Andrea Benedetti is currently a PhD student in Design at Politecnico di Milano, Italy. He’s affiliated to DensityDesign Lab where he started as Junior Research Assistant in 2019. He works at the intersection of data visualization, creative coding and communication design. He worked on interfaces for the curatorial and serendipitous exploration for digital archives of cultural heritage and is now focusing on the role of interfaces and the role of design in general in shaping awareness on how data is produced online by users. His teaching efforts are focused on teaching data visualization to students of various backgrounds, as well as creative coding as an expressive practice for designers. From 2017, he collaborates with the Digital Methods Initiative at the University of Amsterdam.

Beatrice Gobbo

Beatrice Gobbo is a PhD in Design and she is currently working as researcher at DensityDesign (Politecnico Di Milano). Her work and academic interests are positioned at the intersection between information design and computer science.

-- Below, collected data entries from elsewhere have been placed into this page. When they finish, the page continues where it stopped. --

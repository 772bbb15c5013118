//! Turn events shared by both provider adapters.
//!
//! Adapters emit these as JSON lines on a log stream; the streaming bridge
//! forwards each line verbatim and folds the recognised ones into transcript
//! parts.

use schemars::JsonSchema;
use serde::{Deserialize, Serialize};
use serde_json::Value;

#[derive(Debug, Clone, PartialEq, Serialize, Deserialize, JsonSchema)]
#[serde(tag = "type", rename_all = "snake_case")]
pub enum TurnEvent {
    #[serde(alias = "text_delta")]
    Delta { text: String },
    ReasoningStart,
    ReasoningDelta { text: String },
    ReasoningEnd,
    ToolInputStart {
        #[serde(default, alias = "tool_name")]
        name: Option<String>,
        #[serde(default, alias = "id", skip_serializing_if = "Option::is_none")]
        call_id: Option<String>,
        #[serde(default, skip_serializing_if = "Option::is_none")]
        index: Option<u64>,
    },
    ToolInputDelta { partial: String },
    ToolInputDone {
        #[serde(default, skip_serializing_if = "Option::is_none")]
        input: Option<Value>,
        #[serde(default, alias = "tool_name", skip_serializing_if = "Option::is_none")]
        name: Option<String>,
        #[serde(default, alias = "id", skip_serializing_if = "Option::is_none")]
        call_id: Option<String>,
    },
    ToolDone {
        #[serde(default, alias = "name", skip_serializing_if = "Option::is_none")]
        tool_name: Option<String>,
        #[serde(default)]
        output: Value,
        #[serde(default, skip_serializing_if = "Option::is_none")]
        call_id: Option<String>,
    },
    ToolError {
        #[serde(default, alias = "name", skip_serializing_if = "Option::is_none")]
        tool_name: Option<String>,
        #[serde(default)]
        error: Value,
        #[serde(default, skip_serializing_if = "Option::is_none")]
        call_id: Option<String>,
    },
    /// Non-recoverable failure of the provider conversation.
    Error { error: String },
    Final {
        #[serde(default)]
        text: String,
        #[serde(default, skip_serializing_if = "Option::is_none")]
        response_id: Option<String>,
    },
}

impl TurnEvent {
    /// Parses one log line. Lines that are not JSON objects, or whose `type`
    /// is outside the vocabulary, yield `None`.
    pub fn parse_line(line: &str) -> Option<Self> {
        serde_json::from_str(line).ok()
    }

    pub fn to_line(&self) -> String {
        // Every variant serializes to a JSON object; fall back to an error
        // line rather than dropping the event.
        serde_json::to_string(self).unwrap_or_else(|err| {
            format!("{{\"type\":\"error\",\"error\":\"failed to encode event: {err}\"}}")
        })
    }
}

/// Human-readable text for a tool error payload, which providers send either
/// as a string or a structured object.
pub fn error_text(error: &Value) -> String {
    match error {
        Value::String(text) => text.clone(),
        Value::Null => "tool failed".to_string(),
        Value::Object(map) => map
            .get("message")
            .or_else(|| map.get("error"))
            .and_then(Value::as_str)
            .map(str::to_string)
            .unwrap_or_else(|| error.to_string()),
        other => other.to_string(),
    }
}

#[cfg(test)]
mod tests {
    use super::*;
    use serde_json::json;

    #[test]
    fn parses_runner_lines_with_aliases() {
        assert_eq!(
            TurnEvent::parse_line(r#"{"type":"tool_input_start","index":0,"id":"toolu_1","name":"Read"}"#),
            Some(TurnEvent::ToolInputStart {
                name: Some("Read".into()),
                call_id: Some("toolu_1".into()),
                index: Some(0),
            })
        );
        assert_eq!(
            TurnEvent::parse_line(r#"{"type":"tool_error","tool_name":"crud","error":{"message":"boom"}}"#),
            Some(TurnEvent::ToolError {
                tool_name: Some("crud".into()),
                error: json!({"message": "boom"}),
                call_id: None,
            })
        );
    }

    #[test]
    fn unknown_types_and_plain_text_are_not_events() {
        assert_eq!(TurnEvent::parse_line(r#"{"type":"agents_list","agents":[]}"#), None);
        assert_eq!(TurnEvent::parse_line("npm WARN deprecated"), None);
    }

    #[test]
    fn serializes_with_snake_case_tags() {
        let line = TurnEvent::Delta { text: "hi".into() }.to_line();
        assert_eq!(line, r#"{"type":"delta","text":"hi"}"#);
        assert_eq!(TurnEvent::ReasoningEnd.to_line(), r#"{"type":"reasoning_end"}"#);
    }

    #[test]
    fn error_text_prefers_message_fields() {
        assert_eq!(error_text(&json!("plain")), "plain");
        assert_eq!(error_text(&json!({"error": "nested"})), "nested");
        assert_eq!(error_text(&json!(42)), "42");
    }
}
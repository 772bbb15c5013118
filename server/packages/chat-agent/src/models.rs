//! Provider and model name normalization.

use schemars::JsonSchema;
use serde::{Deserialize, Serialize};
use utoipa::ToSchema;

pub const DEFAULT_OPENAI_MODEL: &str = "gpt-5.1";
pub const DEFAULT_CLAUDE_MODEL: &str = "claude-haiku-4-5-20251001";

const OPENAI_MODELS: &[(&str, &str)] = &[
    ("gpt-5", "gpt-5"),
    ("gpt5", "gpt-5"),
    ("gpt-5.1", "gpt-5.1"),
    ("gpt5.1", "gpt-5.1"),
    ("gpt-5.2", "gpt-5.2"),
    ("gpt5.2", "gpt-5.2"),
    ("gpt-5-mini", "gpt-5-mini"),
    ("gpt5-mini", "gpt-5-mini"),
    ("gpt5mini", "gpt-5-mini"),
    ("gpt-5-nano", "gpt-5-nano"),
    ("gpt5-nano", "gpt-5-nano"),
    ("gpt5nano", "gpt-5-nano"),
];

const CLAUDE_MODELS: &[(&str, &str)] = &[
    ("sonnet", "claude-sonnet-4-5-20251001"),
    ("sonnet-4.5", "claude-sonnet-4-5-20251001"),
    ("claude-sonnet-4-5-20251001", "claude-sonnet-4-5-20251001"),
    ("haiku", "claude-haiku-4-5-20251001"),
    ("haiku-4.5", "claude-haiku-4-5-20251001"),
    ("claude-haiku-4-5-20251001", "claude-haiku-4-5-20251001"),
];

/// Which turn loop drives a chat.
#[derive(Debug, Clone, Copy, PartialEq, Eq, Hash, Serialize, Deserialize, JsonSchema, ToSchema)]
pub enum Provider {
    /// Loop embedded in a runner script inside the sandbox.
    #[serde(rename = "claude-agent")]
    ClaudeAgent,
    /// Loop driven from the host against a Responses-style API.
    #[serde(rename = "openai-responses")]
    OpenAiResponses,
}

impl Provider {
    pub fn as_str(&self) -> &'static str {
        match self {
            Self::ClaudeAgent => "claude-agent",
            Self::OpenAiResponses => "openai-responses",
        }
    }

    pub fn default_model(&self) -> &'static str {
        match self {
            Self::ClaudeAgent => DEFAULT_CLAUDE_MODEL,
            Self::OpenAiResponses => DEFAULT_OPENAI_MODEL,
        }
    }
}

fn infer_provider(model: Option<&str>) -> Provider {
    let raw = model.unwrap_or_default().trim().to_ascii_lowercase();
    if raw.is_empty() {
        return Provider::ClaudeAgent;
    }
    let openai_prefix = ["gpt-", "o1", "o3", "o4"]
        .iter()
        .any(|prefix| raw.starts_with(prefix));
    if openai_prefix || raw.contains("gpt") || raw.contains("openai") {
        Provider::OpenAiResponses
    } else {
        Provider::ClaudeAgent
    }
}

/// Resolves an explicit provider alias, falling back to inference from the
/// model name.
pub fn normalize_provider(provider: Option<&str>, model: Option<&str>) -> Provider {
    match provider
        .unwrap_or_default()
        .trim()
        .to_ascii_lowercase()
        .as_str()
    {
        "openai" | "openai-responses" | "responses" => Provider::OpenAiResponses,
        "claude" | "claude-agent" | "anthropic" => Provider::ClaudeAgent,
        _ => infer_provider(model),
    }
}

pub fn normalize_model(provider: Provider, model: Option<&str>) -> String {
    let raw = model.unwrap_or_default().trim().to_ascii_lowercase();
    let table = match provider {
        Provider::OpenAiResponses => OPENAI_MODELS,
        Provider::ClaudeAgent => CLAUDE_MODELS,
    };
    table
        .iter()
        .find(|(alias, _)| *alias == raw)
        .map(|(_, canonical)| (*canonical).to_string())
        .unwrap_or_else(|| provider.default_model().to_string())
}

/// Models that execute shell commands natively get the built-in shell tool
/// instead of the function-call variant.
pub fn supports_native_shell(model: &str) -> bool {
    model.starts_with("gpt-5.1") || model.starts_with("gpt-5.2")
}

#[cfg(test)]
mod tests {
    use super::*;

    #[test]
    fn explicit_provider_aliases_win() {
        assert_eq!(normalize_provider(Some("Responses"), Some("sonnet")), Provider::OpenAiResponses);
        assert_eq!(normalize_provider(Some("anthropic"), Some("gpt-5")), Provider::ClaudeAgent);
    }

    #[test]
    fn provider_is_inferred_from_model() {
        assert_eq!(normalize_provider(None, Some("gpt5mini")), Provider::OpenAiResponses);
        assert_eq!(normalize_provider(Some("unknown"), Some("o3-mini")), Provider::OpenAiResponses);
        assert_eq!(normalize_provider(None, Some("haiku")), Provider::ClaudeAgent);
        assert_eq!(normalize_provider(None, None), Provider::ClaudeAgent);
    }

    #[test]
    fn models_map_to_canonical_ids_with_safe_defaults() {
        assert_eq!(normalize_model(Provider::OpenAiResponses, Some(" GPT5.2 ")), "gpt-5.2");
        assert_eq!(normalize_model(Provider::OpenAiResponses, Some("gpt-4o")), DEFAULT_OPENAI_MODEL);
        assert_eq!(
            normalize_model(Provider::ClaudeAgent, Some("sonnet-4.5")),
            "claude-sonnet-4-5-20251001"
        );
        assert_eq!(normalize_model(Provider::ClaudeAgent, None), DEFAULT_CLAUDE_MODEL);
    }

    #[test]
    fn native_shell_detection() {
        assert!(supports_native_shell("gpt-5.1"));
        assert!(supports_native_shell("gpt-5.2"));
        assert!(!supports_native_shell("gpt-5-mini"));
    }
}
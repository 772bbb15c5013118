use schemars::JsonSchema;
use serde::{Deserialize, Serialize};
use utoipa::ToSchema;

use crate::{create_content, update_content, PatchError};

#[derive(Debug, Clone, Copy, Serialize, Deserialize, PartialEq, Eq, JsonSchema, ToSchema)]
#[serde(rename_all = "snake_case")]
pub enum PatchKind {
    CreateFile,
    UpdateFile,
    DeleteFile,
}

impl PatchKind {
    pub fn as_str(&self) -> &'static str {
        match self {
            Self::CreateFile => "create_file",
            Self::UpdateFile => "update_file",
            Self::DeleteFile => "delete_file",
        }
    }
}

/// A single file mutation expressed as a unified diff. The path is resolved
/// against a sandbox root by the caller before any content is touched.
#[derive(Debug, Clone, Serialize, Deserialize, PartialEq, Eq, JsonSchema, ToSchema)]
pub struct PatchOperation {
    #[serde(rename = "type")]
    pub kind: PatchKind,
    pub path: String,
    #[serde(default, skip_serializing_if = "Option::is_none")]
    pub diff: Option<String>,
}

impl PatchOperation {
    pub fn create(path: impl Into<String>, diff: impl Into<String>) -> Self {
        Self {
            kind: PatchKind::CreateFile,
            path: path.into(),
            diff: Some(diff.into()),
        }
    }

    pub fn update(path: impl Into<String>, diff: impl Into<String>) -> Self {
        Self {
            kind: PatchKind::UpdateFile,
            path: path.into(),
            diff: Some(diff.into()),
        }
    }

    pub fn delete(path: impl Into<String>) -> Self {
        Self {
            kind: PatchKind::DeleteFile,
            path: path.into(),
            diff: None,
        }
    }

    fn diff_text(&self) -> Result<&str, PatchError> {
        match self.diff.as_deref() {
            Some(diff) if !diff.trim().is_empty() => Ok(diff),
            _ => Err(PatchError::MissingDiff {
                kind: self.kind.as_str(),
            }),
        }
    }

    /// Computes the resulting content. `current` is `None` when the target
    /// does not exist; deletes yield `Ok(None)`.
    pub fn render(&self, current: Option<&str>) -> Result<Option<String>, PatchError> {
        match self.kind {
            PatchKind::CreateFile => create_content(self.diff_text()?).map(Some),
            PatchKind::UpdateFile => {
                let diff = self.diff_text()?;
                let current = current.unwrap_or_default();
                update_content(current, diff).map(Some)
            }
            PatchKind::DeleteFile => Ok(None),
        }
    }
}
fn main() {
    if let Err(err) = chat_agent::cli::run_chat_agent() {
        tracing::error!(error = %err, "chat-agent failed");
        std::process::exit(1);
    }
}
//! Chat agent orchestration: sandboxed sessions, provider turn loops, SSE
//! streaming and the tool bridge agents call back into.

pub mod adapters;
pub mod cli;
pub mod config;
pub mod events;
pub mod models;
pub mod prompt;
pub mod registry;
pub mod router;
pub mod sandbox;
pub mod store;
pub mod stream_bridge;
pub mod tokens;
pub mod tools;
pub mod transcript;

Indeed, with her PhD thesis “Embalming and Dissecting AI. Visual Explanations for the General Public” she described a mixed methodology for approaching the Explainable Artificial Intelligence issue from a communication design perspective. Moreover, from 2019 she is also focused on teaching data visualization to students from different background.

Giacomo Flaim

Giacomo Flaim is an Information and User Experience designer from Italy, currently working in H-FARM Innovation. Previously, he worked in other design companies such as Accurat and He graduated at Politecnico di Milano in MA in Communication Design, after a bachelor in Cognitive Science. He works on UI and digital products, mainly focusing on data visualization with a human-centered approach. During the academic year 2021-2022, he taught a data visualization module in the master’s degree program in Communication Design at the University of San Marino. From 2017 to 2019, he collaborates with the Digital Methods Initiative at the University of Amsterdam.